L’histoire du grain qui meurt en terre fait partie de celles-ci et a été très largement popularisée par le titre du récit autobiographique d’André Gide.

Le texte de l’Évangile de Jean se situe après l’entrée triomphale de Jésus à Jérusalem et inaugure le temps de la condamnation et de la Passion du Christ. Jean précise que la renommée de Jésus était grande depuis la résurrection de Lazare (Jean, 11) et que certains juifs grecs de la diaspora, qui étaient venus à l’occasion de la fête de la Pâque, désiraient le voir. Jésus ne donne pas suite à cette demande d’entrevue et répond par l’intermédiaire des disciples : « En vérité, en vérité, je vous le dis, si le grain de blé qui tombe en terre ne meurt pas, il reste seul ; si au contraire il meurt, il porte du fruit en abondance. »
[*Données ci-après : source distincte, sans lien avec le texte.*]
use std::{collections::VecDeque, fmt};

use crate::{AvlTree, NodeId};

impl<T: fmt::Display> AvlTree<T> {
    /// Renders the tree as a Graphviz digraph, one rank per level.
    ///
    /// Nodes are labelled `value:height`; missing children are drawn as points.
    pub fn dotgraph<W>(&self, name: &str, mut w: W) -> fmt::Result
    where
        W: fmt::Write,
    {
        let root = match self.root() {
            Some(r) => r,
            None => return write!(w, "digraph \"graph-{name}\" {{}}"),
        };

        enum Item {
            Node(NodeId),
            Missing(u32),
        }

        let mut queue = VecDeque::new();
        queue.push_back(Item::Node(root));

        write!(
            w,
            "digraph \"graph-{name}\" {{\n subgraph \"subgraph-{name}\" {{"
        )?;

        let mut missing = 0;
        let mut links = String::new();

        while !queue.is_empty() {
            use fmt::Write;

            write!(w, "{{rank=same; ")?;

            for _ in 0..queue.len() {
                let node = match queue.pop_front() {
                    Some(Item::Node(node)) => node,
                    Some(Item::Missing(id)) => {
                        write!(w, "\"graph{name}-missing{id}\" [shape=point]; ")?;
                        continue;
                    }
                    None => break,
                };

                let value = self.value(node);
                let height = self.node(node).height;
                write!(w, "\"graph{name}-{value}\" [label=\"{value}:{height}\"]; ")?;

                for child in [self.left(node), self.right(node)] {
                    match child {
                        Some(child) => {
                            let child_value = self.value(child);
                            queue.push_back(Item::Node(child));
                            writeln!(links, "\"graph{name}-{value}\" -> \"graph{name}-{child_value}\";")?;
                        }
                        None => {
                            queue.push_back(Item::Missing(missing));
                            writeln!(links, "\"graph{name}-{value}\" -> \"graph{name}-missing{missing}\";")?;
                            missing += 1;
                        }
                    }
                }
            }

            writeln!(w, "}}")?;
        }

        w.write_str(&links)?;

        w.write_str(" }\n}")
    }
}

#[cfg(test)]
mod tests {
    use crate::AvlTree;

    #[test]
    fn empty_dotgraph() {
        let tree: AvlTree<u32> = AvlTree::new();

        let mut out = String::new();
        tree.dotgraph("empty", &mut out).unwrap();
        assert_eq!(out, "digraph \"graph-empty\" {}");
    }

    #[test]
    fn dotgraph_labels_heights() {
        let tree: AvlTree<u32> = [2, 1, 3].into_iter().collect();

        let mut out = String::new();
        tree.dotgraph("t", &mut out).unwrap();

        assert!(out.contains("\"grapht-2\" [label=\"2:1\"]"));
        assert!(out.contains("\"grapht-1\" [label=\"1:0\"]"));
        assert!(out.contains("\"grapht-2\" -> \"grapht-3\";"));
        assert!(out.ends_with(" }\n}"));
    }
}
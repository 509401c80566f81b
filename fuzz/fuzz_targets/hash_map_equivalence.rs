#![no_main]

use avl_collections::model::MapInput;
use libfuzzer_sys::fuzz_target;

fuzz_target!(|input: MapInput| {
    avl_collections::model::run_hash_map_equivalence(input);
});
Jésus refuse que la popularité de ses miracles le réduise à n’être qu’un simple thaumaturge à prétention politique. Jésus ne veut pas d’un messianisme à tendance nationaliste, il ne veut pas être un agitateur de foule. Jésus n’est cependant pas apolitique, au sens où il déserterait l’histoire ; il vit dans la proximité des exclus, il annonce la bonne nouvelle messianique pour les opprimés, il vit une certaine liberté par rapport à la loi, il manifeste une distance, voire une opposition vis-à-vis autorités instituées. Le ministère terrestre que Jésus conduit a pour ambition d’élaborer une autre relation à Dieu, fondée sur l’établissement de nouvelles règles du jeu qui frapperaient de précarité toutes les institutions qui abusent de leur pouvoir. Ce grain métaphorique, que Jésus oppose à ceux qui voudraient le voir ou l’admirer, représente cette contestation paradoxale de la figure du Sauveur. Une graine, c’est petit, fragile, on peut l’écraser et la réduire en miettes en un tour de main.

Promesse de pain et de nourriture

Et puis cette graine, c’est aussi une promesse, promesse de pain et de nourriture sur notre table. Il y a aussi une force incroyable dans un grain de blé, une force qui fait sortir les épis de la terre, c’est la force de la nature, c’est la force de la vie. À partir d’un grain enterré, c’est une multitude de graines qui jaillit. Par ce refus de Jésus d’apparaître comme l’homme providentiel, l’homme est renvoyé à son destin singulier mais aussi au tragique de l’histoire. L’homme de la résurrection de Lazare va finir sur une croix, victime consentante de la violence de la société. Dieu transformera l’échec en résurrection.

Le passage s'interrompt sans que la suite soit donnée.